§ Problem to work on
Only the lines holding "encoding" are wanted. Copy every one from the records below.

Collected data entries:
# # # #

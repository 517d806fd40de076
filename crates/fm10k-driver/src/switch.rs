//! Per-switch device context
//!
//! A [`Switch`] owns the bus, the register cache and the CRM engine behind a
//! single register-space lock. Callers take the lock once with
//! [`Switch::lock`] and issue any sequence of cache and CRM operations on the
//! returned [`SwitchRegs`] guard; a table update and the checksum refresh of
//! the CRM slot covering it therefore happen under one acquisition.

use crate::bus::RegisterBus;
use crate::cache::{RegisterCache, RegisterSet};
use crate::config::{CacheMode, SwitchConfig};
use crate::crm::{CrmEngine, CrmState, MonitoredBlock};
use crate::error::Result;
use crate::tables;
use fm10k_chip::crm::CrmMonitorConfig;
use fm10k_chip::regs;
use std::sync::{Mutex, MutexGuard, PoisonError};
use tracing::{info, warn};

/// Register state of one switch, reachable only through the lock
#[derive(Debug)]
pub struct SwitchRegs {
    bus: Box<dyn RegisterBus>,
    cache: RegisterCache,
    crm: CrmEngine,
    config: SwitchConfig,
}

/// One switch instance
#[derive(Debug)]
pub struct Switch {
    regs: Mutex<SwitchRegs>,
}

impl Switch {
    /// Bring up a switch with the FM10000 register set table and monitor plan
    ///
    /// # Errors
    ///
    /// Returns the first bring-up error; see [`Switch::with_tables`].
    pub fn init(bus: Box<dyn RegisterBus>, config: SwitchConfig) -> Result<Self> {
        Self::with_tables(bus, config, &tables::REGISTER_SETS, tables::crm_monitor_plan())
    }

    /// Bring up a switch for an arbitrary table and plan
    ///
    /// Populates every shadow, resets the CRM, writes the monitor table and,
    /// with `crm_autostart`, unmasks every planned slot and starts a
    /// continuous scan. An autostart timeout is logged, not returned.
    ///
    /// # Errors
    ///
    /// Returns a descriptor, encoding or bus error.
    pub fn with_tables(
        mut bus: Box<dyn RegisterBus>,
        config: SwitchConfig,
        sets: &[&'static RegisterSet],
        plan: Vec<MonitoredBlock>,
    ) -> Result<Self> {
        info!("Switch bring-up on {} bus", bus.bus_type());
        let mut cache = RegisterCache::new(sets, &config)?;
        let mut crm = CrmEngine::new(plan)?;

        cache.populate_all(bus.as_mut())?;
        crm.reset(bus.as_mut())?;
        crm.init_table(bus.as_mut(), &cache, config.crm_set_checksums)?;

        if config.crm_autostart && !crm.plan().is_empty() {
            #[allow(clippy::cast_possible_truncation)]
            let last = crm.plan().len() as u32 - 1;
            for slot in 0..=last.min(regs::CRM_GLORT_CAM_SLOT) {
                crm.enable_slot(bus.as_mut(), slot)?;
            }
            if let Err(e) = crm.start(bus.as_mut(), 0, last, true) {
                if !e.is_timeout() {
                    return Err(e);
                }
                warn!("CRM autostart failed, continuing with the engine stopped: {e}");
            }
        }

        info!("Switch ready (CRM {})", crm.state());
        Ok(Self {
            regs: Mutex::new(SwitchRegs {
                bus,
                cache,
                crm,
                config,
            }),
        })
    }

    /// Acquire the register-space lock
    ///
    /// A poisoned lock is recovered: every operation validates before it
    /// mutates, so the guarded state is consistent even after a panic.
    pub fn lock(&self) -> MutexGuard<'_, SwitchRegs> {
        self.regs.lock().unwrap_or_else(PoisonError::into_inner)
    }

    /// Reset the CRM and release the device
    ///
    /// # Errors
    ///
    /// Returns a bus error from the CRM reset.
    pub fn shutdown(self) -> Result<()> {
        let mut state = self.regs.into_inner().unwrap_or_else(PoisonError::into_inner);
        let SwitchRegs { bus, crm, .. } = &mut state;
        crm.reset(bus.as_mut())?;
        info!("Switch shut down");
        Ok(())
    }
}

impl SwitchRegs {
    /// Configuration the switch was brought up with (cache mode and deferral may have changed since)
    pub const fn config(&self) -> &SwitchConfig {
        &self.config
    }

    /// The register cache, for read-only inspection
    pub const fn cache(&self) -> &RegisterCache {
        &self.cache
    }

    /// CRM run state
    pub const fn crm_state(&self) -> CrmState {
        self.crm.state()
    }

    /// CRM slots with unmasked interrupts
    pub const fn crm_enabled_slots(&self) -> u64 {
        self.crm.enabled_slots()
    }

    /// Block monitored by CRM `slot`
    ///
    /// # Errors
    ///
    /// Returns `InvalidCrm` for an unplanned slot.
    pub fn monitored_block(&self, slot: u32) -> Result<MonitoredBlock> {
        self.crm.monitored_block(slot).copied()
    }

    /// CRM slot covering entry `idx` of `set`
    pub fn slot_for(&self, set: &RegisterSet, idx: &[u32]) -> Option<u32> {
        self.crm.slot_for(set, idx)
    }

    /// Change the cache read path
    pub fn set_cache_mode(&mut self, mode: CacheMode) {
        self.cache.set_mode(mode);
        self.config.cache_mode = mode;
    }

    /// Enable or disable write deferral
    pub fn set_defer_writes(&mut self, on: bool) {
        self.cache.set_defer_writes(on);
        self.config.defer_writes = on;
    }

    /// See [`RegisterCache::read_single`]
    ///
    /// # Errors
    ///
    /// Returns an index or bus error.
    pub fn read_single(&mut self, set: &RegisterSet, idx: &[u32]) -> Result<Vec<u32>> {
        self.cache.read_single(self.bus.as_mut(), set, idx)
    }

    /// See [`RegisterCache::write_single`]
    ///
    /// # Errors
    ///
    /// Returns an index, width or bus error.
    pub fn write_single(&mut self, set: &RegisterSet, idx: &[u32], words: &[u32], force_hw: bool) -> Result<()> {
        self.cache.write_single(self.bus.as_mut(), set, idx, words, force_hw)
    }

    /// See [`RegisterCache::read_modify_write`]
    ///
    /// # Errors
    ///
    /// Returns an index, width or bus error.
    pub fn read_modify_write(
        &mut self,
        set: &RegisterSet,
        idx: &[u32],
        data: &[u32],
        mask: &[u32],
        force_hw: bool,
    ) -> Result<Vec<u32>> {
        self.cache.read_modify_write(self.bus.as_mut(), set, idx, data, mask, force_hw)
    }

    /// See [`RegisterCache::read_multi`]
    ///
    /// # Errors
    ///
    /// Returns an index or bus error.
    pub fn read_multi(&mut self, set: &RegisterSet, first: &[u32], out: &mut [u32]) -> Result<()> {
        self.cache.read_multi(self.bus.as_mut(), set, first, out)
    }

    /// See [`RegisterCache::write_multi`]
    ///
    /// # Errors
    ///
    /// Returns an index or bus error.
    pub fn write_multi(&mut self, set: &RegisterSet, first: &[u32], words: &[u32], force_hw: bool) -> Result<()> {
        self.cache.write_multi(self.bus.as_mut(), set, first, words, force_hw)
    }

    /// Write an entry and, if a CRM slot checksums it, refresh that slot's param
    ///
    /// The write always reaches hardware, even with deferral enabled, so the
    /// next scan sees the words the new param was computed from.
    ///
    /// # Errors
    ///
    /// Returns an index, width or bus error.
    pub fn write_and_resync(&mut self, set: &RegisterSet, idx: &[u32], words: &[u32]) -> Result<()> {
        self.cache.write_single(self.bus.as_mut(), set, idx, words, true)?;
        self.resync(set, idx)
    }

    /// Read-modify-write an entry and refresh the covering CRM slot
    ///
    /// Like [`write_and_resync`](Self::write_and_resync), never deferred.
    ///
    /// # Errors
    ///
    /// Returns an index, width or bus error.
    pub fn rmw_and_resync(&mut self, set: &RegisterSet, idx: &[u32], data: &[u32], mask: &[u32]) -> Result<Vec<u32>> {
        let merged = self.cache.read_modify_write(self.bus.as_mut(), set, idx, data, mask, true)?;
        self.resync(set, idx)?;
        Ok(merged)
    }

    fn resync(&mut self, set: &RegisterSet, idx: &[u32]) -> Result<()> {
        if let Some(slot) = self.crm.slot_for(set, idx) {
            self.crm.update_checksum(self.bus.as_mut(), &self.cache, slot)?;
        }
        Ok(())
    }

    /// See [`RegisterCache::compute_checksum`]
    ///
    /// # Errors
    ///
    /// Returns an index error.
    pub fn compute_checksum(&self, set: &RegisterSet, outer: Option<u32>) -> Result<u32> {
        self.cache.compute_checksum(set, outer)
    }

    /// See [`RegisterCache::compute_live_checksum`]
    ///
    /// # Errors
    ///
    /// Returns an index or bus error.
    pub fn compute_live_checksum(&mut self, set: &RegisterSet, outer: Option<u32>) -> Result<u32> {
        self.cache.compute_live_checksum(self.bus.as_mut(), set, outer)
    }

    /// See [`RegisterCache::flush_deferred`]
    ///
    /// # Errors
    ///
    /// Returns the first bus error.
    pub fn flush_deferred(&mut self) -> Result<usize> {
        self.cache.flush_deferred(self.bus.as_mut())
    }

    /// See [`RegisterCache::restore`]
    ///
    /// # Errors
    ///
    /// Returns the first bus error.
    pub fn restore(&mut self, set: &RegisterSet) -> Result<()> {
        self.cache.restore(self.bus.as_mut(), set)
    }

    /// See [`RegisterCache::is_valid`]
    ///
    /// # Errors
    ///
    /// Returns an index error.
    pub fn is_valid(&self, set: &RegisterSet, idx: &[u32]) -> Result<bool> {
        self.cache.is_valid(set, idx)
    }

    /// See [`RegisterCache::invalidate`]
    ///
    /// # Errors
    ///
    /// Returns an index error.
    pub fn invalidate(&mut self, set: &RegisterSet, idx: &[u32]) -> Result<()> {
        self.cache.invalidate(set, idx)
    }

    /// See [`CrmEngine::start`]
    ///
    /// # Errors
    ///
    /// Returns `InvalidCrm`, `OperationTimedOut` or a bus error.
    pub fn crm_start(&mut self, first: u32, last: u32, continuous: bool) -> Result<()> {
        self.crm.start(self.bus.as_mut(), first, last, continuous)
    }

    /// See [`CrmEngine::stop`]
    ///
    /// # Errors
    ///
    /// Returns `OperationTimedOut` or a bus error.
    pub fn crm_stop(&mut self) -> Result<()> {
        self.crm.stop(self.bus.as_mut())
    }

    /// See [`CrmEngine::reset`]
    ///
    /// # Errors
    ///
    /// Returns a bus error.
    pub fn crm_reset(&mut self) -> Result<()> {
        self.crm.reset(self.bus.as_mut())
    }

    /// Reset the CRM and repopulate its monitor table
    ///
    /// # Errors
    ///
    /// Returns an encoding or bus error.
    pub fn crm_reinit(&mut self, set_checksums: bool) -> Result<()> {
        self.crm.reset(self.bus.as_mut())?;
        self.crm.init_table(self.bus.as_mut(), &self.cache, set_checksums)
    }

    /// See [`CrmEngine::mask_interrupts`]
    ///
    /// # Errors
    ///
    /// Returns a bus error.
    pub fn crm_mask_interrupts(&mut self, mask: u64, masked: bool) -> Result<()> {
        self.crm.mask_interrupts(self.bus.as_mut(), mask, masked)
    }

    /// See [`CrmEngine::enable_slot`]
    ///
    /// # Errors
    ///
    /// Returns `InvalidCrm` or a bus error.
    pub fn crm_enable_slot(&mut self, slot: u32) -> Result<()> {
        self.crm.enable_slot(self.bus.as_mut(), slot)
    }

    /// See [`CrmEngine::disable_slot`]
    ///
    /// # Errors
    ///
    /// Returns `InvalidCrm` or a bus error.
    pub fn crm_disable_slot(&mut self, slot: u32) -> Result<()> {
        self.crm.disable_slot(self.bus.as_mut(), slot)
    }

    /// See [`CrmEngine::update_checksum`]
    ///
    /// # Errors
    ///
    /// Returns `InvalidCrm` or a bus error.
    pub fn crm_update_checksum(&mut self, slot: u32) -> Result<u32> {
        self.crm.update_checksum(self.bus.as_mut(), &self.cache, slot)
    }

    /// See [`CrmEngine::read_slot`]
    ///
    /// # Errors
    ///
    /// Returns `InvalidCrm` or a bus error.
    pub fn crm_read_slot(&mut self, slot: u32) -> Result<CrmMonitorConfig> {
        self.crm.read_slot(self.bus.as_mut(), slot)
    }

    /// See [`CrmEngine::pending_interrupts`]
    ///
    /// # Errors
    ///
    /// Returns a bus error.
    pub fn crm_pending_interrupts(&mut self) -> Result<u64> {
        self.crm.pending_interrupts(self.bus.as_mut())
    }
}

# # # #

§ Written solution
    /// Returns a descriptor, encoding or bus error.
    /// Returns an encoding or bus error.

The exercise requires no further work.